▸ Prompt:
An exact transcript of the records is what this task asks for.

Saved data entries
#####

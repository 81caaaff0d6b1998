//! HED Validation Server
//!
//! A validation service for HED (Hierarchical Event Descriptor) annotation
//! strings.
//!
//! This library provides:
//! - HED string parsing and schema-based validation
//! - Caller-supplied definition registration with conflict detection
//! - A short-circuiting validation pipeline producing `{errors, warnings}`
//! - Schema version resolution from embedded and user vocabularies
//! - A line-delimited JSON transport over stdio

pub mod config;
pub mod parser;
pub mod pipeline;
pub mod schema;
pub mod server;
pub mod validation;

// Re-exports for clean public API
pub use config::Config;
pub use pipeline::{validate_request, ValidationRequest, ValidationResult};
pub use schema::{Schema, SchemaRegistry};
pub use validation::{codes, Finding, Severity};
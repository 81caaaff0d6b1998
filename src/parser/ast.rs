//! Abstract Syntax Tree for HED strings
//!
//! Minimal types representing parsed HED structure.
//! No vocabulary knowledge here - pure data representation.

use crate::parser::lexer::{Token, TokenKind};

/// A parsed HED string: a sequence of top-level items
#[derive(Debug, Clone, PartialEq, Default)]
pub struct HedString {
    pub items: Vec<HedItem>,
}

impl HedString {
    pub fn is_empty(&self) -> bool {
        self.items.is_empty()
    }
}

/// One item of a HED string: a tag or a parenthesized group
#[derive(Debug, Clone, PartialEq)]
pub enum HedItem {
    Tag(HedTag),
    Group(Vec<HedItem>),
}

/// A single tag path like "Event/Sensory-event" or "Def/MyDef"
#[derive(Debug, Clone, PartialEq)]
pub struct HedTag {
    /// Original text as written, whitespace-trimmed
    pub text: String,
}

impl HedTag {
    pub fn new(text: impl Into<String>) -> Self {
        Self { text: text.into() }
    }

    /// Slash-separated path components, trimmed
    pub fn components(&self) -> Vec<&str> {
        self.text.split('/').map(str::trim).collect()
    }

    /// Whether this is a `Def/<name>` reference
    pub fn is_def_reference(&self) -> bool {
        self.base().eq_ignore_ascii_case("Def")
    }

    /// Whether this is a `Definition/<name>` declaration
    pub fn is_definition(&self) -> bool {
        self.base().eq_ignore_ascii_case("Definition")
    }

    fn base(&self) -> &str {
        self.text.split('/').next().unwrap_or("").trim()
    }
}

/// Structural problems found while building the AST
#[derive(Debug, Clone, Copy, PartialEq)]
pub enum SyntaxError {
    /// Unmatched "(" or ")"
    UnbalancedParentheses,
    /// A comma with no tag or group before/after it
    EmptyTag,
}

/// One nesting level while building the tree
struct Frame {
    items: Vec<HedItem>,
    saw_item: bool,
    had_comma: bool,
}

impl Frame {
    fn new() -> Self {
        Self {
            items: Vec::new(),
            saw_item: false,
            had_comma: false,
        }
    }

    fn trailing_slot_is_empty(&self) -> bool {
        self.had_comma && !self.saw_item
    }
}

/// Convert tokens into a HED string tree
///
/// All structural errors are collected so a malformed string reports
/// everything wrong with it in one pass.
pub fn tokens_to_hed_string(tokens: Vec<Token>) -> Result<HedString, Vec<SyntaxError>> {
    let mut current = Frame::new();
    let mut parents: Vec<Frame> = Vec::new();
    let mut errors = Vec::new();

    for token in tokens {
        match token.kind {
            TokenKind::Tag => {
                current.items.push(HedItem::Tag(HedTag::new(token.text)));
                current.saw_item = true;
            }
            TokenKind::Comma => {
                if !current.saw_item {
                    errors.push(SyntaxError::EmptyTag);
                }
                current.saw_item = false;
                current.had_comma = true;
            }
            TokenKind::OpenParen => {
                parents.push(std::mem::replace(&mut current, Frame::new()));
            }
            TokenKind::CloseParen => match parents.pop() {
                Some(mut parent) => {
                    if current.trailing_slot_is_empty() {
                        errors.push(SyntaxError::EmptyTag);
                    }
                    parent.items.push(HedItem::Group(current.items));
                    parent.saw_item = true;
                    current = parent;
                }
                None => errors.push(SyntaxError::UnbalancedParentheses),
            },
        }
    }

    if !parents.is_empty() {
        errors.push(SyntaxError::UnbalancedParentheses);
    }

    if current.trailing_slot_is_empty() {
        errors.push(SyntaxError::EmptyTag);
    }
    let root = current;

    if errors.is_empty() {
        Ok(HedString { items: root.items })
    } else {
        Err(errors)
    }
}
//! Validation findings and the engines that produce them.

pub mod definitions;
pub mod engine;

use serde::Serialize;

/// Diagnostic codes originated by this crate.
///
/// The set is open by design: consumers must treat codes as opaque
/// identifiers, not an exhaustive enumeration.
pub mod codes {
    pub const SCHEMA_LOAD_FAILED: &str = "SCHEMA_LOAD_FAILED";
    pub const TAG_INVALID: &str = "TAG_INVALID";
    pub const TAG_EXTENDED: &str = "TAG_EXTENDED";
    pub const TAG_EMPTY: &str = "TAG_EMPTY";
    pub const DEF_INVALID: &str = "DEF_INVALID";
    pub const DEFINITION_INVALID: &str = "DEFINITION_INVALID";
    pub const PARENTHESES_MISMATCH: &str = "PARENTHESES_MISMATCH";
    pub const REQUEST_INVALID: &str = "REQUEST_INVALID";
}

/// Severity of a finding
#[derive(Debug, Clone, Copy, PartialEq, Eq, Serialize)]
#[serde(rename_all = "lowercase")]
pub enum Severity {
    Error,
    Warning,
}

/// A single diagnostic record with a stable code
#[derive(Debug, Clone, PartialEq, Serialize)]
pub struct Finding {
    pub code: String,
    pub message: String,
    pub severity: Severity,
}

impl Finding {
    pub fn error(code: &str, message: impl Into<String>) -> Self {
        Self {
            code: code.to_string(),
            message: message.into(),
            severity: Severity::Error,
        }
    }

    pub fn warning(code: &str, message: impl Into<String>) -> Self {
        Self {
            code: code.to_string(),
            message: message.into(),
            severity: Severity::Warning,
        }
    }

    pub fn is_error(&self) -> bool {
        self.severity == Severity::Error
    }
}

#####

▸ Result for this exercise:
repository 81caaaff0d6b1998
//! HED Validation Server
//!
//! A validation service for HED (Hierarchical Event Descriptor) annotation
//! strings.
//!
//! This library provides:
//! - HED string parsing and schema-based validation
//! - Caller-supplied definition registration with conflict detection
//! - A short-circuiting validation pipeline producing `{errors, warnings}`
//! - Schema version resolution from embedded and user vocabularies
//! - A line-delimited JSON transport over stdio

pub mod config;
pub mod parser;
pub mod pipeline;
pub mod schema;
pub mod server;
pub mod validation;

// Re-exports for clean public API
pub use config::Config;
pub use pipeline::{validate_request, ValidationRequest, ValidationResult};
pub use schema::{Schema, SchemaRegistry};
pub use validation::{codes, Finding, Severity};
repository 81caaaff0d6b1998
filename src/parser/ast.rs
//! Abstract Syntax Tree for HED strings
//!
//! Minimal types representing parsed HED structure.
//! No vocabulary knowledge here - pure data representation.

use crate::parser::lexer::{Token, TokenKind};

/// A parsed HED string: a sequence of top-level items
#[derive(Debug, Clone, PartialEq, Default)]
pub struct HedString {
    pub items: Vec<HedItem>,
}

impl HedString {
    pub fn is_empty(&self) -> bool {
        self.items.is_empty()
    }
}

/// One item of a HED string: a tag or a parenthesized group
#[derive(Debug, Clone, PartialEq)]
pub enum HedItem {
    Tag(HedTag),
    Group(Vec<HedItem>),
}

/// A single tag path like "Event/Sensory-event" or "Def/MyDef"
#[derive(Debug, Clone, PartialEq)]
pub struct HedTag {
    /// Original text as written, whitespace-trimmed
    pub text: String,
}

impl HedTag {
    pub fn new(text: impl Into<String>) -> Self {
        Self { text: text.into() }
    }

    /// Slash-separated path components, trimmed
    pub fn components(&self) -> Vec<&str> {
        self.text.split('/').map(str::trim).collect()
    }

    /// Whether this is a `Def/<name>` reference
    pub fn is_def_reference(&self) -> bool {
        self.base().eq_ignore_ascii_case("Def")
    }

    /// Whether this is a `Definition/<name>` declaration
    pub fn is_definition(&self) -> bool {
        self.base().eq_ignore_ascii_case("Definition")
    }

    fn base(&self) -> &str {
        self.text.split('/').next().unwrap_or("").trim()
    }
}

/// Structural problems found while building the AST
#[derive(Debug, Clone, Copy, PartialEq)]
pub enum SyntaxError {
    /// Unmatched "(" or ")"
    UnbalancedParentheses,
    /// A comma with no tag or group before/after it
    EmptyTag,
}

/// One nesting level while building the tree
struct Frame {
    items: Vec<HedItem>,
    saw_item: bool,
    had_comma: bool,
}

impl Frame {
    fn new() -> Self {
        Self {
            items: Vec::new(),
            saw_item: false,
            had_comma: false,
        }
    }

    fn trailing_slot_is_empty(&self) -> bool {
        self.had_comma && !self.saw_item
    }
}

/// Convert tokens into a HED string tree
///
/// All structural errors are collected so a malformed string reports
/// everything wrong with it in one pass.
pub fn tokens_to_hed_string(tokens: Vec<Token>) -> Result<HedString, Vec<SyntaxError>> {
    let mut current = Frame::new();
    let mut parents: Vec<Frame> = Vec::new();
    let mut errors = Vec::new();

    for token in tokens {
        match token.kind {
            TokenKind::Tag => {
                current.items.push(HedItem::Tag(HedTag::new(token.text)));
                current.saw_item = true;
            }
            TokenKind::Comma => {
                if !current.saw_item {
                    errors.push(SyntaxError::EmptyTag);
                }
                current.saw_item = false;
                current.had_comma = true;
            }
            TokenKind::OpenParen => {
                parents.push(std::mem::replace(&mut current, Frame::new()));
            }
            TokenKind::CloseParen => match parents.pop() {
                Some(mut parent) => {
                    if current.trailing_slot_is_empty() {
                        errors.push(SyntaxError::EmptyTag);
                    }
                    parent.items.push(HedItem::Group(current.items));
                    parent.saw_item = true;
                    current = parent;
                }
                None => errors.push(SyntaxError::UnbalancedParentheses),
            },
        }
    }

    if !parents.is_empty() {
        errors.push(SyntaxError::UnbalancedParentheses);
    }

    if current.trailing_slot_is_empty() {
        errors.push(SyntaxError::EmptyTag);
    }
    let root = current;

    if errors.is_empty() {
        Ok(HedString { items: root.items })
    } else {
        Err(errors)
    }
}
//! Validation findings and the engines that produce them.

pub mod definitions;
pub mod engine;

use serde::Serialize;

/// Diagnostic codes originated by this crate.
///
/// The set is open by design: consumers must treat codes as opaque
/// identifiers, not an exhaustive enumeration.
pub mod codes {
    pub const SCHEMA_LOAD_FAILED: &str = "SCHEMA_LOAD_FAILED";
    pub const TAG_INVALID: &str = "TAG_INVALID";
    pub const TAG_EXTENDED: &str = "TAG_EXTENDED";
    pub const TAG_EMPTY: &str = "TAG_EMPTY";
    pub const DEF_INVALID: &str = "DEF_INVALID";
    pub const DEFINITION_INVALID: &str = "DEFINITION_INVALID";
    pub const PARENTHESES_MISMATCH: &str = "PARENTHESES_MISMATCH";
    pub const REQUEST_INVALID: &str = "REQUEST_INVALID";
}

/// Severity of a finding
#[derive(Debug, Clone, Copy, PartialEq, Eq, Serialize)]
#[serde(rename_all = "lowercase")]
pub enum Severity {
    Error,
    Warning,
}

/// A single diagnostic record with a stable code
#[derive(Debug, Clone, PartialEq, Serialize)]
pub struct Finding {
    pub code: String,
    pub message: String,
    pub severity: Severity,
}

impl Finding {
    pub fn error(code: &str, message: impl Into<String>) -> Self {
        Self {
            code: code.to_string(),
            message: message.into(),
            severity: Severity::Error,
        }
    }

    pub fn warning(code: &str, message: impl Into<String>) -> Self {
        Self {
            code: code.to_string(),
            message: message.into(),
            severity: Severity::Warning,
        }
    }

    pub fn is_error(&self) -> bool {
        self.severity == Severity::Error
    }
}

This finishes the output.